impl Pipeline {
    pub fn new(
        config: PipelineConfig,
        tags: Arc<dyn TagReader>,
        transcoder: Arc<dyn Transcoder>,
        resizer: Arc<dyn ImageResizer>,
    ) -> Self {
        Self {
            config,
            tags,
            transcoder,
            resizer,
            cancel: Arc::new(AtomicBool::new(false)),
            state: PipelineState::Scanning,
        }
    }

    pub fn config(&self) -> &PipelineConfig {
        &self.config
    }

    pub fn state(&self) -> PipelineState {
        self.state
    }

    /// Flag that stops new dispatch requests once set.
    ///
    /// Requests already running are allowed to finish.
    pub fn cancel_handle(&self) -> Arc<AtomicBool> {
        Arc::clone(&self.cancel)
    }

    fn is_cancelled(&self) -> bool {
        self.cancel.load(Ordering::SeqCst)
    }

    fn transition(&mut self, next: PipelineState) {
        info!("Pipeline {} -> {}", self.state, next);
        self.state = next;
    }

    fn fail<T>(&mut self, err: Error) -> Result<T> {
        self.transition(PipelineState::Failed);
        Err(err)
    }

    /// Scan and validate without dispatching anything.
    pub fn check(&mut self) -> Result<Plan> {
        self.state = PipelineState::Scanning;
        let scanned = match self.scan() {
            Ok(s) => s,
            Err(e) => return self.fail(e),
        };

        self.transition(PipelineState::Validating);
        match self.validate(scanned) {
            Ok(plan) => Ok(plan),
            Err(report) => {
                error!("Validation failed with {} error(s)", report.len());
                self.fail(Error::Validation(report))
            }
        }
    }

    /// Full run: validate, dispatch, assemble and write the manifest.
    ///
    /// Validation problems return `Err` with every error found. Dispatch
    /// failures do not: check [`RunReport::is_success`].
    ///
    /// A run cancelled before any track was produced returns
    /// [`Error::Cancelled`] and leaves an existing manifest untouched.
    pub fn run(&mut self) -> Result<RunReport> {
        let plan = self.check()?;

        if self.config.operations.transcode
            && let Err(e) = self.transcoder.check_available(&self.config.encoding)
        {
            let failure = ToolFailure::transcoder(&self.config.audio_dir, e.to_string());
            return self.fail(failure.into());
        }

        if self.is_cancelled() {
            warn!("Cancelled before dispatch");
            return self.fail(Error::Cancelled);
        }

        self.transition(PipelineState::Dispatching);
        let (audio, images) = match self.dispatch(&plan) {
            Ok(outcomes) => outcomes,
            Err(e) => return self.fail(e),
        };

        self.transition(PipelineState::Assembling);
        let succeeded: Vec<Track> = if self.config.operations.transcode {
            let done: BTreeMap<usize, bool> = audio
                .iter()
                .filter_map(|o| o.order.map(|order| (order, o.is_done())))
                .collect();
            plan.tracks
                .iter()
                .filter(|t| done.get(&t.order).copied().unwrap_or(false))
                .cloned()
                .collect()
        } else {
            plan.tracks.clone()
        };

        let cancelled = self.is_cancelled();
        if cancelled && succeeded.is_empty() {
            warn!(
                "Cancelled before any track was produced, keeping {:?}",
                self.config.manifest_path
            );
            return self.fail(Error::Cancelled);
        }

        let manifest = manifest::build(&succeeded, &plan.texts);
        if let Err(e) = manifest.write(&self.config.manifest_path) {
            return self.fail(e);
        }

        self.transition(PipelineState::Done);
        let report = RunReport {
            manifest,
            manifest_path: self.config.manifest_path.clone(),
            track_count: plan.tracks.len(),
            audio,
            images,
            cancelled,
        };
        info!("{}", report.summary());
        Ok(report)
    }

    fn scan(&self) -> Result<Scanned> {
        let listing = naming::list_directory(&self.config.input_dir)
            .with_context(format!("Failed to list {:?}", self.config.input_dir))?;
        info!(
            "Found {} file(s) in {:?}",
            listing.len(),
            self.config.input_dir
        );
        let classification = naming::classify(&listing);
        Ok(Scanned {
            listing,
            classification,
        })
    }

    fn validate(&self, scanned: Scanned) -> std::result::Result<Plan, ValidationReport> {
        let Scanned {
            listing,
            classification,
        } = scanned;
        let mut errors = classification.errors;

        if classification.audio.is_empty() {
            errors.push(ValidationError::NoAudioFiles);
        }

        let naming = OutputNaming {
            dir: self.config.audio_dir.clone(),
            prefix: self.config.prefix.clone(),
            extension: self.config.encoding.extension.clone(),
        };
        let ordered = match order::resolve(&classification.audio, &naming, &listing) {
            Ok(ordered) => ordered,
            Err(mut e) => {
                errors.append(&mut e);
                Vec::new()
            }
        };

        let reference = self.config.reference_language.as_ref();
        let (tag_results, (texts, mut text_errors)) = rayon::join(
            || self.read_all_tags(&classification.audio),
            || text::align(&classification.texts, reference),
        );

        let mut tags = BTreeMap::new();
        for (path, result) in tag_results {
            match result {
                Ok(t) => {
                    tags.insert(path, t);
                }
                Err(mut e) => errors.append(&mut e),
            }
        }
        errors.append(&mut text_errors);

        let image_specs = if self.config.operations.images {
            match images::plan(&classification.images, &self.config.image_sizes) {
                Ok(specs) => {
                    for spec in &specs {
                        errors.extend(images::check_source(
                            spec,
                            self.resizer.as_ref(),
                            self.config.source_rules,
                        ));
                    }
                    specs
                }
                Err(mut e) => {
                    errors.append(&mut e);
                    Vec::new()
                }
            }
        } else {
            Vec::new()
        };

        if !errors.is_empty() {
            return Err(ValidationReport::new(errors));
        }

        let tracks = build_tracks(&ordered, &tags);
        info!(
            "Validated {} track(s), {} stem(s) with text, {} image source(s)",
            tracks.len(),
            texts.len(),
            image_specs.len()
        );

        Ok(Plan {
            tracks,
            texts,
            images: image_specs,
        })
    }

    fn read_all_tags(
        &self,
        audio: &[crate::model::AssetRef],
    ) -> Vec<(PathBuf, std::result::Result<TrackTags, Vec<ValidationError>>)> {
        audio
            .par_iter()
            .map(|asset| {
                debug!("Reading tags from {:?}", asset.path);
                (
                    asset.path.clone(),
                    metadata::read_track_tags(self.tags.as_ref(), &asset.path),
                )
            })
            .collect()
    }

    fn jobs(&self, plan: &Plan) -> Vec<Job> {
        let mut jobs = Vec::new();

        if self.config.operations.transcode {
            jobs.extend(plan.tracks.iter().map(|track| Job::Transcode {
                order: track.order,
                request: TranscodeRequest {
                    source: track.source_path.clone(),
                    output: track.output_path.clone(),
                    params: self.config.encoding.clone(),
                },
            }));
        }

        for spec in &plan.images {
            jobs.extend(
                images::requests(spec, &self.config.images_dir)
                    .into_iter()
                    .map(Job::Resize),
            );
        }

        jobs
    }

    fn dispatch(&self, plan: &Plan) -> Result<(Vec<ItemOutcome>, Vec<ItemOutcome>)> {
        if self.config.operations.transcode {
            std::fs::create_dir_all(&self.config.audio_dir)
                .with_context(format!("Failed to create {:?}", self.config.audio_dir))?;
        }
        if self.config.operations.images {
            std::fs::create_dir_all(&self.config.images_dir)
                .with_context(format!("Failed to create {:?}", self.config.images_dir))?;
        }

        let jobs = self.jobs(plan);
        info!(
            "Dispatching {} request(s) on {} worker(s)",
            jobs.len(),
            self.config.worker_count()
        );

        let pool = rayon::ThreadPoolBuilder::new()
            .num_threads(self.config.jobs)
            .thread_name(|i| format!("kantan-worker-{}", i))
            .build()
            .map_err(|e| Error::Io(std::io::Error::other(e)))?;

        // Join barrier: install returns once every job has finished
        let outcomes: Vec<(bool, ItemOutcome)> =
            pool.install(|| jobs.par_iter().map(|job| self.run_job(job)).collect());

        let (audio, images): (Vec<_>, Vec<_>) = outcomes.into_iter().partition(|(is_audio, _)| *is_audio);
        Ok((
            audio.into_iter().map(|(_, o)| o).collect(),
            images.into_iter().map(|(_, o)| o).collect(),
        ))
    }

    /// Run one job, returning whether it was audio and how it went.
    fn run_job(&self, job: &Job) -> (bool, ItemOutcome) {
        let (is_audio, order, output) = match job {
            Job::Transcode { order, request } => (true, Some(*order), request.output.clone()),
            Job::Resize(request) => (false, None, request.output.clone()),
        };

        if self.is_cancelled() {
            debug!("Cancelled before start: {:?}", output);
            return (
                is_audio,
                ItemOutcome {
                    order,
                    output,
                    status: ItemStatus::Cancelled,
                },
            );
        }

        let result = match job {
            Job::Transcode { request, .. } => self
                .transcoder
                .transcode(request)
                .map_err(|e| ToolFailure::transcoder(&request.output, e.to_string())),
            Job::Resize(request) => self
                .resizer
                .resize(request)
                .map_err(|e| ToolFailure::resizer(&request.output, e.to_string())),
        };

        let status = match result.and_then(|written| verify_output(job, written)) {
            Ok(bytes) => {
                debug!("Wrote {:?} ({} bytes)", output, bytes);
                ItemStatus::Done { bytes }
            }
            Err(failure) => {
                error!("{}", failure);
                ItemStatus::Failed(failure)
            }
        };

        (
            is_audio,
            ItemOutcome {
                order,
                output,
                status,
            },
        )
    }
}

──────────

◆ REQUIRED ACTION ◆
Write out every line of the listing that holds the word "encoding".

◆ SOLUTION TO THIS EXERCISE ◆
            && let Err(e) = self.transcoder.check_available(&self.config.encoding)
            extension: self.config.encoding.extension.clone(),
                    params: self.config.encoding.clone(),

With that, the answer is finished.